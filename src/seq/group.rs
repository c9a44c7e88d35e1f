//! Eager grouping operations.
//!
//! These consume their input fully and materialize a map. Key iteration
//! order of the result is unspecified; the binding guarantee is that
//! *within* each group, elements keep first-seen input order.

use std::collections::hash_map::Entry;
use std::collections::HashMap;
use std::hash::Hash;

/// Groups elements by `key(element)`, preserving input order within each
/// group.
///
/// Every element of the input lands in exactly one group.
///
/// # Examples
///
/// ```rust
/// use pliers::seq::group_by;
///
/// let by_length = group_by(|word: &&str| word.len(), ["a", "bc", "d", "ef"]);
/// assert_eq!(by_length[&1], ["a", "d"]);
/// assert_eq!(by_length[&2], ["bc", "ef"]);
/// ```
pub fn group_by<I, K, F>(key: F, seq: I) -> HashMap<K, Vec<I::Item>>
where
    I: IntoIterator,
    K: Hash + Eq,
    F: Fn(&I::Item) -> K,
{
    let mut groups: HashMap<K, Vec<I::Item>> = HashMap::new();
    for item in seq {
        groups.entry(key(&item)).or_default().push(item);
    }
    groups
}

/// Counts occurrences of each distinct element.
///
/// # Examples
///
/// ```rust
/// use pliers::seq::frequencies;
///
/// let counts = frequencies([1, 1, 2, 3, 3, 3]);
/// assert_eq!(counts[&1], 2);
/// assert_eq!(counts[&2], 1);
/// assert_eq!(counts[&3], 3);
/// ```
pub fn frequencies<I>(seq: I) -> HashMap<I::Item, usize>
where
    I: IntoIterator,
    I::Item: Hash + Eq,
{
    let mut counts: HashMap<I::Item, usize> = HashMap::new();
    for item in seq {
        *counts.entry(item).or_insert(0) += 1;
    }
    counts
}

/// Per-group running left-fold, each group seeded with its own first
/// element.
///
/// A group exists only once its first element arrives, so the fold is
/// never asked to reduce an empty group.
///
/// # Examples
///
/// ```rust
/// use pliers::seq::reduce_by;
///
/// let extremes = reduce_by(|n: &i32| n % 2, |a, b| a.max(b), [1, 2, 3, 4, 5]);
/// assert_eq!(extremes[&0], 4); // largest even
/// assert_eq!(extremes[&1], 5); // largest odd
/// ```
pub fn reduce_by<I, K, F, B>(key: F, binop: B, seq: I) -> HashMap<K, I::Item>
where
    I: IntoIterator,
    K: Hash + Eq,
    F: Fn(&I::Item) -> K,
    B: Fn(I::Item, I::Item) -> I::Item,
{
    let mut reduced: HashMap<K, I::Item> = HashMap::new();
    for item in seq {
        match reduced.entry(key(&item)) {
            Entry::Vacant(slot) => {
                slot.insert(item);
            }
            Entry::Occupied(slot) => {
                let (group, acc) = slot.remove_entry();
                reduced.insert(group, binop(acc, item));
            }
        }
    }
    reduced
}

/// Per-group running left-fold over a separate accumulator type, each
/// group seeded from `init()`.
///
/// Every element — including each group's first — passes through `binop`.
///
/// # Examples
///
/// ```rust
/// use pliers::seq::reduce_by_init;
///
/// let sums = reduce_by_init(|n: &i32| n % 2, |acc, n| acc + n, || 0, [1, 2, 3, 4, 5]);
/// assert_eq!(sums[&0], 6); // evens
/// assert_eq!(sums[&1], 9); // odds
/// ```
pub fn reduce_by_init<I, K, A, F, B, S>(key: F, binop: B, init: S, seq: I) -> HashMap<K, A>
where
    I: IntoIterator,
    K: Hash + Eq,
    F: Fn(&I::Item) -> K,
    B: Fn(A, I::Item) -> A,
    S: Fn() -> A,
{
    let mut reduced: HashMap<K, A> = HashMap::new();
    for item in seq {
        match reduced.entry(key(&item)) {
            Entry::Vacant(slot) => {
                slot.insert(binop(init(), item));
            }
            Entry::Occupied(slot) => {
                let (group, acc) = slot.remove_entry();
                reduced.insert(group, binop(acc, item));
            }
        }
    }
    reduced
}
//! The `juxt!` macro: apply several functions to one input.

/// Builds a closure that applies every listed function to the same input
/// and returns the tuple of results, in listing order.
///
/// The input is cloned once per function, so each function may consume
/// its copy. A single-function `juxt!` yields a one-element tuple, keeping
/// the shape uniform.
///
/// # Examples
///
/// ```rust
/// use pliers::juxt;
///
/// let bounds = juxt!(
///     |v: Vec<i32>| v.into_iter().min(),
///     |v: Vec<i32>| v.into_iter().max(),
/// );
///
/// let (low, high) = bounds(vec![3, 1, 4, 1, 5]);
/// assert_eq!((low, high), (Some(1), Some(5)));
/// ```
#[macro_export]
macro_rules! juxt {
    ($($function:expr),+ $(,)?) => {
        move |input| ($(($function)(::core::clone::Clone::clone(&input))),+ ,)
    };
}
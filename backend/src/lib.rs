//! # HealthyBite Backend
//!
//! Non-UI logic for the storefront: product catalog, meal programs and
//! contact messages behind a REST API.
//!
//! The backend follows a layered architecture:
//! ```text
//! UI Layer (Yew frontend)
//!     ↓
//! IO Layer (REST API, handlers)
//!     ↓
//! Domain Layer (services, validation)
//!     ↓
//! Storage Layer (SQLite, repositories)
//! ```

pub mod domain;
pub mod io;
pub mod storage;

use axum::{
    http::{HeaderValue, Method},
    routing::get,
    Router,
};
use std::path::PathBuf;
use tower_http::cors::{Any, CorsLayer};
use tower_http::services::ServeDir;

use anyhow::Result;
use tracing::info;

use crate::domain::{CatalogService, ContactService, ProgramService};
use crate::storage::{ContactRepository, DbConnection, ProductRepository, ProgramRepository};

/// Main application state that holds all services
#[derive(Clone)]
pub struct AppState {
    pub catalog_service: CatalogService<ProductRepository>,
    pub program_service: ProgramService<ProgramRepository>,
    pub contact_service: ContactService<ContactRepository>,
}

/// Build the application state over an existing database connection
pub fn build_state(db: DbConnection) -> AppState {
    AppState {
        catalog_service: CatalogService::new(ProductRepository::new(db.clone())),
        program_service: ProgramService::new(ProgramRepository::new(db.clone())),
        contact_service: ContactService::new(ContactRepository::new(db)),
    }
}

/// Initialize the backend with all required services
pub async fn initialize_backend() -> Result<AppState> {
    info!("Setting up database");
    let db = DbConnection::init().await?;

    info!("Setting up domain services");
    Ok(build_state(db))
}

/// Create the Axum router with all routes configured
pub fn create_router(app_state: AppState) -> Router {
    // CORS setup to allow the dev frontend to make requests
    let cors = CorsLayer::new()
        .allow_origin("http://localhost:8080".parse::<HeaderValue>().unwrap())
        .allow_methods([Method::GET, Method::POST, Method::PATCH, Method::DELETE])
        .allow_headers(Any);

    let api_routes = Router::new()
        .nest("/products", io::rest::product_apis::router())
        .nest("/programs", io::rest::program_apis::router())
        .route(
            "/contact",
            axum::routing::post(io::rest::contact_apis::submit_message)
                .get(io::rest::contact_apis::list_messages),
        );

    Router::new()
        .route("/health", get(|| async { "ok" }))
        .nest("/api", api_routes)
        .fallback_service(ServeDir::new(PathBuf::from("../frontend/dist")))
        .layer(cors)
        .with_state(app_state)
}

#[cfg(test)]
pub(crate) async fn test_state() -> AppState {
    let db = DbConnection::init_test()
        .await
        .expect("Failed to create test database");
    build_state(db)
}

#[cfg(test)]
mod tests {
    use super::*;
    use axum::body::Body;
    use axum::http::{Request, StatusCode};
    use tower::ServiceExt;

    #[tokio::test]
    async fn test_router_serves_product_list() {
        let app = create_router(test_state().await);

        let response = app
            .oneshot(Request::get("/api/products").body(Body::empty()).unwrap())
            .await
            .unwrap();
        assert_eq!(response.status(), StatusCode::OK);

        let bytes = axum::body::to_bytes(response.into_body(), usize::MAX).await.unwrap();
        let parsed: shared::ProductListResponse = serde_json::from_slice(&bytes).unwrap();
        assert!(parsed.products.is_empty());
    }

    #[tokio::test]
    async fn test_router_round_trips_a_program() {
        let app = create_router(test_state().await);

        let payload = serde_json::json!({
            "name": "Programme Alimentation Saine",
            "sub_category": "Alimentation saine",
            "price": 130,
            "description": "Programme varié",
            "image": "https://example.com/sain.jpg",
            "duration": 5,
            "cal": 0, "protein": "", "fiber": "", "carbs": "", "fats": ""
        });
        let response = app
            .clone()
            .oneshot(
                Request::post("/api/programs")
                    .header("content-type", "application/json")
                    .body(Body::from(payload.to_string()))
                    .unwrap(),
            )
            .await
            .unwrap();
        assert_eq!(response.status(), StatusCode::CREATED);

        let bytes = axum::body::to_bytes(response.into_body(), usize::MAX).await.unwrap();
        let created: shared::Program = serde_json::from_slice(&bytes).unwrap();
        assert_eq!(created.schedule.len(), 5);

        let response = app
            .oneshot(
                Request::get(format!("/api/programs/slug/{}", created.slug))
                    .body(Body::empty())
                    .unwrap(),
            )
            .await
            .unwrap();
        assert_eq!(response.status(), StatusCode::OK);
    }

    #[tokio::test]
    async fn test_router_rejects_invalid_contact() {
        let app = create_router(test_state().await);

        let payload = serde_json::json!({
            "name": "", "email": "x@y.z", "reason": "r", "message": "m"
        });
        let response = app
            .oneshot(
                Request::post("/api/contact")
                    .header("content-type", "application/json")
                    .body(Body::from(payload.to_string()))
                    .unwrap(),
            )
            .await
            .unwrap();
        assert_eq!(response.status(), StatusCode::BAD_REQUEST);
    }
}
==============================
Brief - Above are some records; copy each line there that contains "Method".

Finished exercise -
    http::{HeaderValue, Method},
        .allow_methods([Method::GET, Method::POST, Method::PATCH, Method::DELETE])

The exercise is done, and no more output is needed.